‘They shared the pleasures of the flesh, and the horrors of the grave!’
Spanish exploitation director José Ramón Larraz’s provocative, erotic and bloody 1974 British soft-core lesbian vampire horror film Vampyres [Daughters of Darkness] stars Anulka Dziubinska and Marianne Morris in a story of two female lovers, Fran and Miriam, who, having been resurrected as vampires, lure unsuspecting travellers to their dilapidated rural mansion estate in the English countryside to hold them captive and feed on their blood.
The film caused quite a stir in the day with its lesbian vampires, female bisexuality, vampire erotica, graphic violence, strong soft-core sex, sadism and much gore. Larraz relishes the gore, and his characters feeding out of a cut in a victim’s arm, and said: ‘I imagine my vampires turn almost to cannibalism, to eat somebody, to take the blood from anywhere, no matter if it is on the arm or on the balls!’
Vampyres [Daughters of Darkness] is made by Lurco Films, is written by Diana Daubeney, is produced by Brian Smedley-Aston, is shot by Harry Waxman and is scored by James Clark.

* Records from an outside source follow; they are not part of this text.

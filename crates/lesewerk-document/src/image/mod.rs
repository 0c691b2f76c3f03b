// SPDX-License-Identifier: PMPL-1.0-or-later
// Copyright (c) 2026 Jonathan D.A. Jewell (hyperpolymath) <jonathan.jewell@open.ac.uk>
//
// Image module — decoding, camera-frame wrapping, preprocessing, PNG encoding.

pub mod processor;

pub use processor::ImageProcessor;
// SPDX-License-Identifier: PMPL-1.0-or-later
// Copyright (c) 2026 Jonathan D.A. Jewell (hyperpolymath) <jonathan.jewell@open.ac.uk>
//
// Global application state — reactive signals for the Dioxus UI.

use lesewerk_core::AppConfig;
use lesewerk_pipeline::{ControlContext, PipelineSnapshot};

use crate::services::app_services::AppServices;

/// Shared state accessible to all pages via `use_context`.
#[derive(Debug, Clone, Default)]
pub struct AppState {
    /// Latest pipeline state: run, output slot and progress bar.
    pub snapshot: PipelineSnapshot,
    /// Whether the camera stream is open.
    pub camera_open: bool,
    /// Status message for user feedback.
    pub notice: Option<String>,
    /// Application settings as edited on the settings page.
    pub config: AppConfig,
}

impl AppState {
    /// Create initial state from the backend services.
    pub fn new(svc: &AppServices) -> Self {
        Self {
            snapshot: svc.session().coordinator().snapshot(),
            camera_open: svc.session().camera_open(),
            notice: None,
            config: svc.config(),
        }
    }

    /// What the control preconditions see.
    pub fn controls(&self) -> ControlContext {
        ControlContext {
            camera_open: self.camera_open,
            output_present: !self.snapshot.output.is_empty(),
        }
    }
}
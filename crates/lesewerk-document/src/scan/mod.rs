// SPDX-License-Identifier: PMPL-1.0-or-later
// Copyright (c) 2026 Jonathan D.A. Jewell (hyperpolymath) <jonathan.jewell@open.ac.uk>
//
// Text recognition — the `TextRecognizer` capability and the `ocrs`-backed
// engine that implements it.

pub mod recognizer;

#[cfg(feature = "ocr")]
pub mod ocr;

pub use recognizer::{ProgressSink, TextRecognizer};

#[cfg(feature = "ocr")]
pub use ocr::OcrEngine;
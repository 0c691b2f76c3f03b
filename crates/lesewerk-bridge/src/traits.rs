// SPDX-License-Identifier: PMPL-1.0-or-later
// Copyright (c) 2026 Jonathan D.A. Jewell (hyperpolymath) <jonathan.jewell@open.ac.uk>
//
// Platform-agnostic trait definitions for native capabilities.
//
// The reader page needs three things from the host: a live camera, a speech
// voice, and somewhere to save text. Platforms that lack one return
// `LesewerkError::PlatformUnavailable` (or `CameraUnavailable` for the camera).

use std::path::PathBuf;

use lesewerk_core::error::Result;
use lesewerk_core::types::RawFrame;

/// Unified bridge that groups all native capabilities.
pub trait PlatformBridge: NativeCamera + NativeSpeech + NativeDownload {
    /// Human-readable platform name (e.g. "Linux desktop").
    fn platform_name(&self) -> &str;
}

/// Acquire live video from a camera.
pub trait NativeCamera: Send + Sync {
    /// Request a live stream. Permission refusal or a missing device is
    /// `LesewerkError::CameraUnavailable`.
    fn open_stream(&self) -> Result<Box<dyn CameraStream>>;
}

/// A live camera stream. Must be released with [`close`](Self::close) on
/// every path that stops using it.
pub trait CameraStream: Send {
    /// Grab the current frame.
    fn capture_frame(&mut self) -> Result<RawFrame>;

    /// Stop all tracks. Calling it twice is harmless.
    fn close(&mut self);

    fn is_open(&self) -> bool;
}

/// Speak text through the platform voice.
pub trait NativeSpeech: Send + Sync {
    /// Start speaking `text` in `language` (BCP 47, e.g. `en-US`).
    fn speak(&self, text: &str, language: &str) -> Result<()>;

    /// Stop any ongoing speech. A no-op when silent.
    fn cancel(&self) -> Result<()>;

    fn is_speaking(&self) -> bool;
}

/// Persist text where the user can find it.
pub trait NativeDownload: Send + Sync {
    /// Save `text` under `file_name` and return where it landed.
    fn save_text(&self, file_name: &str, text: &str) -> Result<PathBuf>;
}
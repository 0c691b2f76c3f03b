// SPDX-License-Identifier: PMPL-1.0-or-later
// Copyright (c) 2026 Jonathan D.A. Jewell (hyperpolymath) <jonathan.jewell@open.ac.uk>
//
// The reader page's controls: what each one is called, when it may fire,
// and what the user is told when it may not.

/// A user-facing control.
#[derive(Debug, Clone, Copy, PartialEq, Eq, Hash)]
pub enum Control {
    OpenCamera,
    CloseCamera,
    Capture,
    Upload,
    ReadAloud,
    StopSpeech,
    Download,
}

/// What must hold before a control acts.
#[derive(Debug, Clone, Copy, PartialEq, Eq)]
pub enum Precondition {
    Always,
    CameraOpen,
    CameraClosed,
    /// The output slot must hold something; otherwise show `notice`.
    OutputPresent { notice: &'static str },
}

/// The parts of session state preconditions look at.
#[derive(Debug, Clone, Copy, PartialEq, Eq, Default)]
pub struct ControlContext {
    pub camera_open: bool,
    pub output_present: bool,
}

impl Precondition {
    /// `Err(notice)` when the precondition fails.
    pub fn check(self, context: ControlContext) -> Result<(), &'static str> {
        match self {
            Self::Always => Ok(()),
            Self::CameraOpen if context.camera_open => Ok(()),
            Self::CameraOpen => Err("Open the camera first."),
            Self::CameraClosed if !context.camera_open => Ok(()),
            Self::CameraClosed => Err("The camera is already open."),
            Self::OutputPresent { .. } if context.output_present => Ok(()),
            Self::OutputPresent { notice } => Err(notice),
        }
    }
}

#[derive(Debug, Clone, Copy, PartialEq, Eq)]
pub struct ControlRow {
    pub control: Control,
    pub label: &'static str,
    pub precondition: Precondition,
}

pub const CONTROLS: &[ControlRow] = &[
    ControlRow {
        control: Control::OpenCamera,
        label: "Open Camera",
        precondition: Precondition::CameraClosed,
    },
    ControlRow {
        control: Control::CloseCamera,
        label: "Close Camera",
        precondition: Precondition::CameraOpen,
    },
    ControlRow {
        control: Control::Capture,
        label: "Capture",
        precondition: Precondition::CameraOpen,
    },
    ControlRow {
        control: Control::Upload,
        label: "Upload Image or PDF",
        precondition: Precondition::Always,
    },
    ControlRow {
        control: Control::ReadAloud,
        label: "Read Aloud",
        precondition: Precondition::OutputPresent {
            notice: "No text to read.",
        },
    },
    ControlRow {
        control: Control::StopSpeech,
        label: "Stop",
        precondition: Precondition::Always,
    },
    ControlRow {
        control: Control::Download,
        label: "Download Text",
        precondition: Precondition::OutputPresent {
            notice: "No text to download.",
        },
    },
];

impl Control {
    pub fn row(self) -> &'static ControlRow {
        // Rows are in declaration order.
        &CONTROLS[self as usize]
    }

    pub fn label(self) -> &'static str {
        self.row().label
    }

    /// Whether the control is shown as usable in `context`.
    pub fn is_enabled(self, context: ControlContext) -> bool {
        self.row().precondition.check(context).is_ok()
    }
}

#[cfg(test)]
mod tests {
    use super::*;

    const ALL: [Control; 7] = [
        Control::OpenCamera,
        Control::CloseCamera,
        Control::Capture,
        Control::Upload,
        Control::ReadAloud,
        Control::StopSpeech,
        Control::Download,
    ];

    #[test]
    fn every_control_has_one_row() {
        for control in ALL {
            let rows = CONTROLS.iter().filter(|s| s.control == control).count();
            assert_eq!(rows, 1, "{control:?}");
            assert_eq!(control.row().control, control);
        }
        assert_eq!(CONTROLS.len(), ALL.len());
    }

    #[test]
    fn camera_controls_follow_camera_state() {
        let closed = ControlContext::default();
        let open = ControlContext {
            camera_open: true,
            ..closed
        };
        assert!(Control::OpenCamera.is_enabled(closed));
        assert!(!Control::Capture.is_enabled(closed));
        assert!(!Control::OpenCamera.is_enabled(open));
        assert!(Control::Capture.is_enabled(open));
        assert!(Control::CloseCamera.is_enabled(open));
    }

    #[test]
    fn output_controls_explain_themselves() {
        let empty = ControlContext::default();
        assert_eq!(
            Control::ReadAloud.row().precondition.check(empty),
            Err("No text to read.")
        );
        assert_eq!(
            Control::Download.row().precondition.check(empty),
            Err("No text to download.")
        );
        let full = ControlContext {
            output_present: true,
            ..empty
        };
        assert!(Control::Download.is_enabled(full));
        assert!(Control::Upload.is_enabled(empty));
    }
}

It was first released in the US in March 1975 by Cambist Films, who released it uncut with an X certificate, and was released censored in the UK in 1976 by Fox-Rank in 1974 as a double-feature with The Devil’s Rain. Larraz called the UK censored version of the film with two minutes and 21 seconds of gory and sexual content cut ‘the Vatican version’.
Over the years, the film has gathered a cult following.
Vampyres was shot on a modest budget of £42,000.
Interiors are shot in Harefield Grove, a Grade II listed, early-19th-century country house in the London borough of Hillingdon, while effective use is made of the old Hammer Films’ Victorian Gothic country house horror set of Oakley Court, in Bray, Berkshire.
Oakley Court became home to Hammer Films in August 1949, shooting five films there, including The Man in Black and The Lady Craved Excitement, before moving to the adjacent Down Place, subsequently Bray Studios, the following year. Oakley Court was built in 1859 in 35 acres overlooking the River Thames at Water Oakley. It is a Grade II* listed building and is currently a hotel.
It is Anulka’s first film role after being featured in Playboy’s Girls of Munich pictorial in 1972 and appearing as Playboy’s Playmate of the Month in May 1973. Morris had appeared in Corruption (1968), Lovebox (1972), Just One More Time (1974), and Percy’s Progress (1974).
Stage and TV actress Faulkner said making the film was unpleasant, and felt Larraz was disrespectful towards her and fellow actor Brian Deacon. Faulkner said: ‘José was very single minded and not supportive – he was particularly critical of me.’
The cast are Marianne Morris as Fran, Anulka Dziubinska as Miriam, Murray Brown as Ted, Brian Deacon as John, Sally Faulkner as Harriet, Michael Byrne as Playboy, Karl Lanchbury as Rupert, Margaret Heald as Receptionist, Gerald Case as Estate Agent, Bessie Love as American Lady and Elliott Sullivan as American Man.
Runtimes: (heavily cut) and (R-rated).
José Ramón Larraz Gil was born in Barcelona in 1929 and died, aged 84, in Málaga on 3 September 2013. His film Symptoms was the first official British entry at the 1974 Cannes Film Festival.